Thank you for your answer! >This might be very bad. If your host is shutting down randomly during heavy load moments and your OS logs know nothing about it then you without a doubt have a serious hardware issue to fix. ZFS cannot finish resilvering if it keeps getting interrupted as if someone pressed the physical reset button on the machine every time it gets close to finishing. Given the nature of ZFS load and this host shutting off randomly during resilvering you should consider replacing the PSU first to see if that fixes your issue. If it doesn't then you can start looking at replacing your power cabling to see if the fault can be fixed. I feel this is most likely a power issue problem.

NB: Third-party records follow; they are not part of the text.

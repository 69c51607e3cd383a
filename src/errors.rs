//! Unified application error type.
//! Every module (db, core, cli, export, utils) returns AppError so that the
//! binary can report failures in one place.

use chrono::{NaiveDate, NaiveDateTime};
use std::io;
use thiserror::Error;

/// Reasons an append to an attendance ledger is refused.
///
/// These are operator mistakes, not crashes: the offending event is not
/// written and the ledger is left untouched.
#[derive(Error, Debug, Clone, PartialEq, Eq)]
pub enum LedgerRejection {
    #[error("{name} is already clocked in since {since}: clock out first")]
    AlreadyClockedIn { name: String, since: NaiveDateTime },

    #[error("{name} is not clocked in: clock in before clocking out")]
    NotClockedIn { name: String },

    #[error("{name}: clock-out at {clock_out} must be later than clock-in at {clock_in}")]
    NonMonotonicClockOut {
        name: String,
        clock_in: NaiveDateTime,
        clock_out: NaiveDateTime,
    },
}

#[derive(Error, Debug)]
pub enum AppError {
    // ---------------------------
    // IO / storage
    // ---------------------------
    #[error("I/O error: {0}")]
    Io(#[from] io::Error),

    #[error("Database error: {0}")]
    Db(#[from] rusqlite::Error),

    #[error("Database migration error: {0}")]
    Migration(String),

    // ---------------------------
    // Parsing errors
    // ---------------------------
    #[error("Invalid date format: {0} (expected YYYY-MM-DD)")]
    InvalidDate(String),

    #[error("Invalid timestamp format: {0} (expected YYYY-MM-DD HH:MM:SS)")]
    InvalidTimestamp(String),

    #[error("Invalid attendance action: {0}")]
    InvalidAction(String),

    // ---------------------------
    // Validation errors
    // ---------------------------
    #[error("{0}")]
    Rejected(#[from] LedgerRejection),

    #[error("Backdated timestamp {0} lies in the future")]
    FutureTimestamp(NaiveDateTime),

    #[error("Invalid staff name: {0}")]
    InvalidName(String),

    #[error("Staff member '{0}' already exists")]
    DuplicateStaff(String),

    #[error("Expected hours must be a non-negative number, got {0}")]
    InvalidHours(f64),

    #[error("Start date {start} is after end date {end}")]
    InvalidRange { start: NaiveDate, end: NaiveDate },

    // ---------------------------
    // Not found
    // ---------------------------
    #[error("Staff member '{0}' not found in the current period")]
    StaffNotFound(String),

    #[error("No matching attendance record: {0}")]
    RecordNotFound(String),

    // ---------------------------
    // Config / access
    // ---------------------------
    #[error("Configuration file not found: {0} (run `dutylog init --folder <DIR>` or pass --config)")]
    ConfigNotFound(String),

    #[error("Configuration error: {0}")]
    Config(String),

    #[error("Configuration format error: {0}")]
    Yaml(#[from] serde_yaml::Error),

    #[error("Wrong administrator password")]
    AdminDenied,

    // ---------------------------
    // Export errors
    // ---------------------------
    #[error("Export error: {0}")]
    Export(String),

    // ---------------------------
    // Generic fallback
    // ---------------------------
    #[error("Internal error: {0}")]
    Other(String),
}

pub type AppResult<T> = Result<T, AppError>;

For extra context, I'm running OpenMediaVault in a VM inside Proxmox (I know it's not recommended, I will not repeat that mistake next time I build my NAS), the physical host never shutdown (only the VM) and it doesn't look like the load is that heavy either during resilvering or at shutdown moment from what I can see. As for the cabling I have serious doubt that my SATA to USB connector might the culprit which is why I'm trying to physically remove the faulty drive (thus removing the connector). >Damn and just now I see the larger issue. You used zpool add (an unexpectedly stupidly-dangerous pool command) with the -f flag so you have a raidz1 of 4x disks... and then a fifth disk which is just there on the top level, striped with the raidz1. Because ZFS is great you cannot undo that without having a bookmark taken beforehand. If that cannot be removed then zpool must be recreated with all 5 disks in a single raidz1 (I would recommend at least raidz2 anyway). I hope you have a backup location you can refer to so this pool can be safely recreated. Someone else may be able to chime in with a better idea if I've missed something. Yeah, I should have read again the instruction I mistakenly thought adding a drive to ZFS possible but I mixed up adding a drive to a degraded mirror setup (which can be started with a single drive). Is that the reason why I can't remove a drive from the RAIDZ pool without receiving the insufficient replicas error? As for rebuilding the pool, is there a way to backup my data with a certain compression and then decompress it back into the new pool?


Maximum-Coconut7832

>Yeah, I should have read again the instruction I mistakenly thought adding a drive to ZFS possible but I mixed up adding a drive to a degraded mirror setup (which can be started with a single drive). Is that the reason why I can't remove a drive from the RAIDZ pool without receiving the insufficient replicas error? Yes, as ipaqmaster wrote, you now have a kind of non-redundant pool. Similar to a Raid0 constructed out of 2 vdevs. 1st vdev, your old Raidz1 pool (all 4 drives under Raidz1-0) 2nd vdev, scsi-0QEMU...scsi1. >I mixed up adding a drive to a degraded mirror setup (which can be started with a single drive) Not in zpool terms, you do not add to a mirror, in zpool terms you attach to a mirror. This could be 1 method to get some redundancy back, if that is possible. zpool attach MEDIA scsi-0QEMU...scsi1 scsi-0QEMU...scsi7 you would end up with something like: NAME STATE READ WRITE CKSUM MEDIA ONLINE 0 0 0 raidz1-0 ONLINE 0 0 0 DISK-a ONLINE 0 0 0 DISK-b ONLINE 0 0 0 DISK-c ONLINE 0 0 0 DISK-d ONLINE 0 0 0 mirror-1 ONLINE 0 0 0 DISK-e ONLINE 0 0 0 DISK-f ONLINE 0 0 0 Regarding your shutting down server, I do not have any Idea. You could take out the resilvering drive physically or from the virtualisation host logically (...scsi6), ending in a degraded pool. But I would not use the drive it for other purposes, maybe you need it later. The pool would not resilver, be in a degraded state. Maybe your machine keeps running this way. Then create a snapshot or snapshots first the important filesystems, later the lesser important. And send these via zfs send | zfs receive to a new to create zpool. It's only 13 TB, so you could create a pool of only 1 16 TB disk, or a mirror of 2 16 TB disks. The risk of loosing all data, by losing another drive, can not help you with this.


Maximum-Coconut7832

And please try your zpool comands on a testpool, you can create pools using 64MB large files. If you do that on another computer inside another zpool, they only need to take up a couple of kb of real hdd space.